Okay. And that repartition topic is a thing that gets created upon the re-keying of an input stream and changelog topics, which are the topics that back tables, right? So if you have a KTable, you have to remember what's in the KTable and that's a changelog topic. And these things are stored. Anytime you've got a state or you have to repartition, it's like extra Kafka that you're using. Now, this is... And by the way, please feel free to disagree with me on this. I'm kind of expressing my opinion of the architectural decisions that Kafka Streams has made. Kafka in every way possible, Kafka is built out of Kafka, right? Anytime you need to do a new thing, if there are the existing pieces lying around, you take them and try to use them. Well, in Connect, when you have to remember input, source offsets, or something like that, well, you use a compacted topic. It uses an internal topic for that.
So if you need storage, well, you have... If you need distributed, fault-tolerant replicated storage, you've got some lying around. So you use Kafka. You'd make a topic. Again in Kafka Connect, when you have to rebalance workers between Connect or tasks between Connect workers, it's something a lot like the consumer group rebalance protocol, basically, that repurposed. So you got Kafka pieces lying around. You make more Kafka out of that. And this is that. So now Kafka Streams need various places is to store kinds of internal state and well, there's Kafka, so make more topics. And so the decision, the key... In my mind, the key architectural opinion of Kafka Streams is it's a library. So it enhances your code with stream processing functionality, but stuff has to come along for the ride. And that stuff is extra computed. You're doing computation now in your application that you weren't and extra storage. And with the combination of those two, you have extra IO between your application and the cluster.
And I guess what you're saying is, if I heard you correctly in the first real big question I asked, most of the time that works out in favor of Kafka Streams, it's like usually, that's the thing that you want, and writing a job and deploying it to some other cluster where your compute happens isn't usually what you want. [crosstalk 00:16:34] but then sometimes it works. So kind of tell us the story of how you got there. What did you bump into that made you think, wow, I really need a separate cluster for this?
There was a certain use case where one of our product teams... So just to explain a bit more about our platform, I think for the context. So we are kind of... We don't write the streaming jobs for others. We are enablers so product teams can write the stream processing jobs for themselves. So we don't take on business logic, but rather we try to bring the libraries to the product teams at Wise. And technology and the tooling and self-services. So the product engineers can do their jobs themselves. So we are very autonomous. So in a way that we don't dictate. So we don't dictate what you have to use, but rather we try to build it in a way that, okay, this is already built and I don't want to do anything else. So just can fit our philosophy. So the autonomous teams is very at the core of Wise engineering and that's what kind of enables us to scale.

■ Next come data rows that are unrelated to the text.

//! Summary statistics for raw and compiled scenes.

use std::fmt;

use super::compiled::{EmissiveKind, Scene};
use super::raw::RawScene;
use crate::bvh::NodeKind;

/// Node, leaf and depth counts of one BVH level.
#[derive(Debug, Clone, Copy, Default, PartialEq, Eq)]
pub struct TreeStats {
    pub nodes: usize,
    pub leaves: usize,
    pub max_depth: usize,
}

#[derive(Debug, Clone, Default, PartialEq)]
pub struct SceneStats {
    pub top_level: TreeStats,
    pub bottom_level: TreeStats,
    pub instances: usize,
    pub triangles: usize,
    pub material_nodes: usize,
    pub area_lights: usize,
    pub environment_lights: usize,
    pub textures: usize,
    pub texture_bytes: usize,
    pub geometry_bytes: usize,
}

impl SceneStats {
    pub fn from_scene(scene: &Scene) -> Self {
        let nodes = &scene.bvh_nodes;

        let walk = |root: u32, stats: &mut TreeStats| {
            let mut stack = vec![(root, 1usize)];
            while let Some((index, depth)) = stack.pop() {
                let Some(node) = nodes.get(index as usize) else {
                    continue;
                };
                stats.nodes += 1;
                stats.max_depth = stats.max_depth.max(depth);
                match node.kind {
                    NodeKind::Internal { left, right } => {
                        stack.push((left, depth + 1));
                        stack.push((right, depth + 1));
                    }
                    NodeKind::InstanceLeaf { .. } | NodeKind::PrimitiveLeaf { .. } => stats.leaves += 1,
                }
            }
        };

        let mut top_level = TreeStats::default();
        if !nodes.is_empty() {
            walk(0, &mut top_level);
        }

        // Instances of one mesh share a tree; count each tree once.
        let mut roots: Vec<u32> = scene.mesh_instances.iter().map(|i| i.bvh_root).collect();
        roots.sort_unstable();
        roots.dedup();
        let mut bottom_level = TreeStats::default();
        for root in roots {
            let mut tree = TreeStats::default();
            walk(root, &mut tree);
            bottom_level.nodes += tree.nodes;
            bottom_level.leaves += tree.leaves;
            bottom_level.max_depth = bottom_level.max_depth.max(tree.max_depth);
        }

        let environment_lights = scene
            .emissive_primitives
            .iter()
            .filter(|e| e.kind() == Some(EmissiveKind::Environment))
            .count();

        Self {
            top_level,
            bottom_level,
            instances: scene.mesh_instances.len(),
            triangles: scene.triangle_count(),
            material_nodes: scene.material_nodes.len(),
            area_lights: scene.emissive_primitives.len() - environment_lights,
            environment_lights,
            textures: scene.texture_metadata.len(),
            texture_bytes: scene.texture_data.len(),
            geometry_bytes: std::mem::size_of_val(scene.vertices.as_slice())
                + std::mem::size_of_val(scene.normals.as_slice())
                + std::mem::size_of_val(scene.uvs.as_slice())
                + std::mem::size_of_val(scene.material_indices.as_slice()),
        }
    }
}

impl fmt::Display for SceneStats {
    fn fmt(&self, f: &mut fmt::Formatter<'_>) -> fmt::Result {
        writeln!(f, "Compiled scene:")?;
        writeln!(
            f,
            "  top-level BVH:    {} nodes, {} leaves, depth {}",
            self.top_level.nodes, self.top_level.leaves, self.top_level.max_depth
        )?;
        writeln!(
            f,
            "  bottom-level BVH: {} nodes, {} leaves, depth {}",
            self.bottom_level.nodes, self.bottom_level.leaves, self.bottom_level.max_depth
        )?;
        writeln!(f, "  instances:        {}", self.instances)?;
        writeln!(f, "  triangles:        {}", self.triangles)?;
        writeln!(f, "  material nodes:   {}", self.material_nodes)?;
        writeln!(
            f,
            "  emitters:         {} area, {} environment",
            self.area_lights, self.environment_lights
        )?;
        writeln!(f, "  textures:         {} ({} bytes)", self.textures, self.texture_bytes)?;
        write!(f, "  geometry:         {} bytes", self.geometry_bytes)
    }
}

#[derive(Debug, Clone, Default, PartialEq, Eq)]
pub struct RawStats {
    pub meshes: usize,
    pub instances: usize,
    pub triangles: usize,
    pub materials: usize,
    pub used_materials: usize,
}

impl RawStats {
    pub fn from_raw(scene: &RawScene) -> Self {
        Self {
            meshes: scene.meshes.len(),
            instances: scene.mesh_instances.len(),
            triangles: scene.triangle_count(),
            materials: scene.materials.len(),
            used_materials: scene.materials.iter().filter(|m| m.used).count(),
        }
    }
}

impl fmt::Display for RawStats {
    fn fmt(&self, f: &mut fmt::Formatter<'_>) -> fmt::Result {
        writeln!(f, "Scene description:")?;
        writeln!(f, "  meshes:    {}", self.meshes)?;
        writeln!(f, "  instances: {}", self.instances)?;
        writeln!(f, "  triangles: {}", self.triangles)?;
        write!(f, "  materials: {} ({} used)", self.materials, self.used_materials)
    }
}
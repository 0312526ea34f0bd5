fn main() {
    let now = time::OffsetDateTime::now_utc();
    let date_fmt = time::format_description::parse("[month repr:short] [day padding:space] [year]")
        .expect("valid date format");

    let date = std::env::var("SCENEBAKE_BUILD_DATE")
        .unwrap_or_else(|_| now.format(&date_fmt).unwrap_or_else(|_| "unknown".to_string()));

    println!("cargo:rustc-env=SCENEBAKE_BUILD_DATE={}", date);
    println!("cargo:rerun-if-env-changed=SCENEBAKE_BUILD_DATE");
}
//! Index-of-refraction table for named materials.
//!
//! Values are the real part of the refractive index at roughly 589 nm
//! (sodium D line). Metals are listed with their real part only, which is
//! all the scene compiler stores per material node.
//!
//! Lookup is case-insensitive and ignores surrounding whitespace:
//!
//! ```
//! assert_eq!(known_ior::lookup("Water").unwrap(), 1.333);
//! assert!(known_ior::lookup("unobtainium").is_err());
//! ```

use std::fmt;

/// IOR of vacuum, the implicit exterior medium.
pub const VACUUM: f32 = 1.0;

/// IOR used when a dielectric names no interior medium.
pub const GLASS: f32 = 1.5;

/// IOR used when a dielectric names no exterior medium.
pub const AIR: f32 = 1.000277;

const TABLE: &[(&str, f32)] = &[
    // Gases
    ("vacuum", VACUUM),
    ("helium", 1.000036),
    ("hydrogen", 1.000132),
    ("air", AIR),
    ("carbon dioxide", 1.00045),
    // Liquids
    ("water", 1.333),
    ("acetone", 1.36),
    ("ethanol", 1.361),
    ("carbon tetrachloride", 1.461),
    ("glycerol", 1.4729),
    ("benzene", 1.501),
    ("silicone oil", 1.52045),
    ("bromine", 1.661),
    // Solids
    ("water ice", 1.31),
    ("fused quartz", 1.458),
    ("pyrex", 1.47),
    ("acrylic glass", 1.49),
    ("polypropylene", 1.49),
    ("glass", GLASS),
    ("bk7", 1.5046),
    ("sodium chloride", 1.544),
    ("amber", 1.55),
    ("pet", 1.575),
    ("sapphire", 1.77),
    ("diamond", 2.419),
    // Metals
    ("silver", 0.135),
    ("gold", 0.47),
    ("copper", 0.637),
    ("aluminium", 1.44),
    ("aluminum", 1.44),
    ("platinum", 2.33),
    ("iron", 2.95),
    ("chromium", 3.18),
];

/// Error returned when a name is not in the table.
#[derive(Debug, Clone, PartialEq, Eq)]
pub struct UnknownIor {
    pub name: String,
}

impl fmt::Display for UnknownIor {
    fn fmt(&self, f: &mut fmt::Formatter<'_>) -> fmt::Result {
        write!(f, "material not found: {}", self.name)
    }
}

impl std::error::Error for UnknownIor {}

/// Look up the IOR of a known material by name (case-insensitive).
pub fn lookup(name: &str) -> Result<f32, UnknownIor> {
    let key = name.trim();
    TABLE
        .iter()
        .find(|(entry, _)| entry.eq_ignore_ascii_case(key))
        .map(|&(_, ior)| ior)
        .ok_or_else(|| UnknownIor { name: name.to_string() })
}

/// Iterate over every known material name and its IOR.
pub fn entries() -> impl Iterator<Item = (&'static str, f32)> {
    TABLE.iter().copied()
}
//! # scenebake
//!
//! Offline scene compiler for a path tracer.
//!
//! Turns an editable scene (meshes, instances, material expressions, a
//! camera) into a flat binary representation ready for ray traversal:
//! a two-level SAH BVH, packed material nodes, baked textures, flattened
//! triangle buffers and per-instance emissive primitives, stored in a
//! zlib-compressed container.
//!
//! ## Modules
//!
//! - [`util`] - Errors, math types and bounding boxes
//! - [`bvh`] - Node model and the generic parallel SAH builder
//! - [`material`] - Material expression parser, validation and compiler
//! - [`scene`] - Raw and compiled scene models, the scene compiler
//! - [`io`] - Binary container (serialize, compress, read, write)
//! - [`config`] - Compile options
//!
//! ## Example
//!
//! ```ignore
//! use scenebake::prelude::*;
//!
//! let raw = SceneDescription::load("scene.json")?;
//! let scene = compile(&raw, &CompileOptions::default())?;
//! scenebake::io::write_scene("scene.bin", &scene, 9)?;
//! ```

pub mod util;
pub mod bvh;
pub mod material;
pub mod scene;
pub mod io;
pub mod config;

use std::path::Path;
use std::time::Instant;

use tracing::info;

// Re-export commonly used types
pub use config::CompileOptions;
pub use scene::{compile, RawScene, RawStats, Scene, SceneStats};
pub use util::{Error, Result};

/// Prelude module for convenient imports
pub mod prelude {
    pub use crate::bvh::{BvhBuilder, BvhNode, BuildOptions, NodeKind, SahStrategy};
    pub use crate::config::CompileOptions;
    pub use crate::io::{from_bytes, read_scene, to_bytes, write_scene};
    pub use crate::material::{parse_expr, Expr, MaterialCompiler, MaterialNode, ResourceContext};
    pub use crate::scene::*;
    pub use crate::util::{BBox3f, Error, Result, Transform};
}

/// Statistics of a scene file, compiled or not.
#[derive(Debug, Clone, PartialEq)]
pub enum Stats {
    Compiled(SceneStats),
    Raw(RawStats),
}

impl std::fmt::Display for Stats {
    fn fmt(&self, f: &mut std::fmt::Formatter<'_>) -> std::fmt::Result {
        match self {
            Stats::Compiled(s) => s.fmt(f),
            Stats::Raw(s) => s.fmt(f),
        }
    }
}

/// Load a JSON scene description, compile it and write the container.
pub fn compile_file(input: impl AsRef<Path>, output: impl AsRef<Path>, options: &CompileOptions) -> Result<SceneStats> {
    let (input, output) = (input.as_ref(), output.as_ref());
    let start = Instant::now();

    let mut raw = scene::SceneDescription::load(input)?;
    let unused = raw.prune_unused_materials();
    info!(
        input = %input.display(),
        triangles = raw.triangle_count(),
        materials = raw.materials.len(),
        unused,
        "loaded scene"
    );

    let compiled = compile(&raw, options)?;
    io::write_scene(output, &compiled, options.compression_level)?;

    info!(
        output = %output.display(),
        elapsed_ms = start.elapsed().as_secs_f64() * 1000.0,
        "compile finished"
    );
    Ok(SceneStats::from_scene(&compiled))
}

/// Statistics for a `.json` description or a compiled container.
///
/// Anything that is not `.json` is read as a container.
pub fn scene_stats(path: impl AsRef<Path>) -> Result<Stats> {
    let path = path.as_ref();
    let is_json = path
        .extension()
        .and_then(|e| e.to_str())
        .is_some_and(|e| e.eq_ignore_ascii_case("json"));

    if is_json {
        let mut raw = scene::SceneDescription::load(path)?;
        raw.mark_used_materials();
        Ok(Stats::Raw(RawStats::from_raw(&raw)))
    } else {
        let compiled = io::read_scene(path)?;
        Ok(Stats::Compiled(SceneStats::from_scene(&compiled)))
    }
}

And based on that, since we have that many clients, we don't really have either capacity or we don't really want to know exactly what each stream processing job does, but rather we want to trust product engineers that they will, and they're doing their jobs. They're doing their jobs based on whatever governance we will provide and whatever tooling we will provide. And one of the use cases that we had a while back was that there was a stream processing job that had to aggregate a lot of state. And by a lot, I mean a few terabytes. So it was a pretty much consuming the whole history of the TransferWise transactions. Sorry. And when I say TransferWise it's Wise, because we just rebranded. And so I may sometimes mix things up. So I'm sorry about that.
I understand. I happen to be wearing an on-brand shirt today. Sometimes I might have something on with the old logo. It just slips through. I totally get it. Anyway, go on. Wise.

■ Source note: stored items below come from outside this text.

//! Utility types and functions for the scene compiler.
//!
//! This module contains fundamental types used throughout the library:
//! - [`Error`] / [`Result`] - Error handling, including [`ValidationError`] and [`ParseError`]
//! - Math type re-exports from glam, [`BBox3f`] and [`Transform`]

mod error;
mod math;

pub use error::*;
pub use math::*;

I'm assuming the whole transaction history.
Yeah. And because so, we have to fill financial ledger or based on those things and all the complex things, which I don't know how it works, but I know that it's a complex thing, but anyway, they-
There's a product team that knows that?
Yeah, there's a product team that knows that, but they have to consume the whole history and they have to join with other input streams and they have to join with other input streams. So overall this whole joint, again, then later application translates into a very, very big state. Usually we have this with the Kafka Streams and it's not a problem, really. So we store that much state, but in this particular case, there was... The thing was that they wanted to fix their state from time to time. So what this means is that in finance, it's very common to add the correction into your calculations, later.
So when you're in the stream processing, usually when you have a window, this window has some kind of time up until that window closes. When this window closes, you can't really do much about it. So if you sent a new event and it doesn't fall into this window, it discards the event, but in the finance, they would love to... And what they wanted to do is to do the correction, let's say, a few months back, sometimes even three, two quarters back in time. That's obviously is a problem because then you would have to create... Have a window that large so it can accept the correction events. But having a window that large translates into a very, very big state.
But alternatively, what one can do with, for example, with Flink, is that when you do want to the correction, you roll back your state to last quarter, for example. You don't have to replay everything in that case, but you can replay only a partial stream of events that was for this last quarter. And then you will get your kind of correction events and your aggregation state back to the real-time stream. So this is one of the biggest use cases that we saw where Flink kind of had an advantage over Kafka Streams.
Gotcha. So in short, you might say a very large job where suddenly the cost of deploying a cluster and the relative friction of deploying a stream processing job to that cluster, and not just a part of your regular application and everything, that's now worth it because of the large amount of state.
That's associated with the job, but an ordinary microservice wouldn't feel, right?
No. No, definitely not. Because with an ordinary microservice, there are a lot of benefits that we can get from the Kafka Streams, like Interactive Queries. And we can build the... In Flink the results so the notion of queries, but it's way more complex the reason about it, that then you would with the Kafka Streams because it needs whole cluster framework, but with the Kafka Streams, it's way easier for us to integrate it within our service mesh essentially and let the teams also use this way of querying the state.
How is... Just a question for you about deployment automation. What's your normal way of deploying a new microservice? And what's it like to change a stream processing job in Flink? Compare those two.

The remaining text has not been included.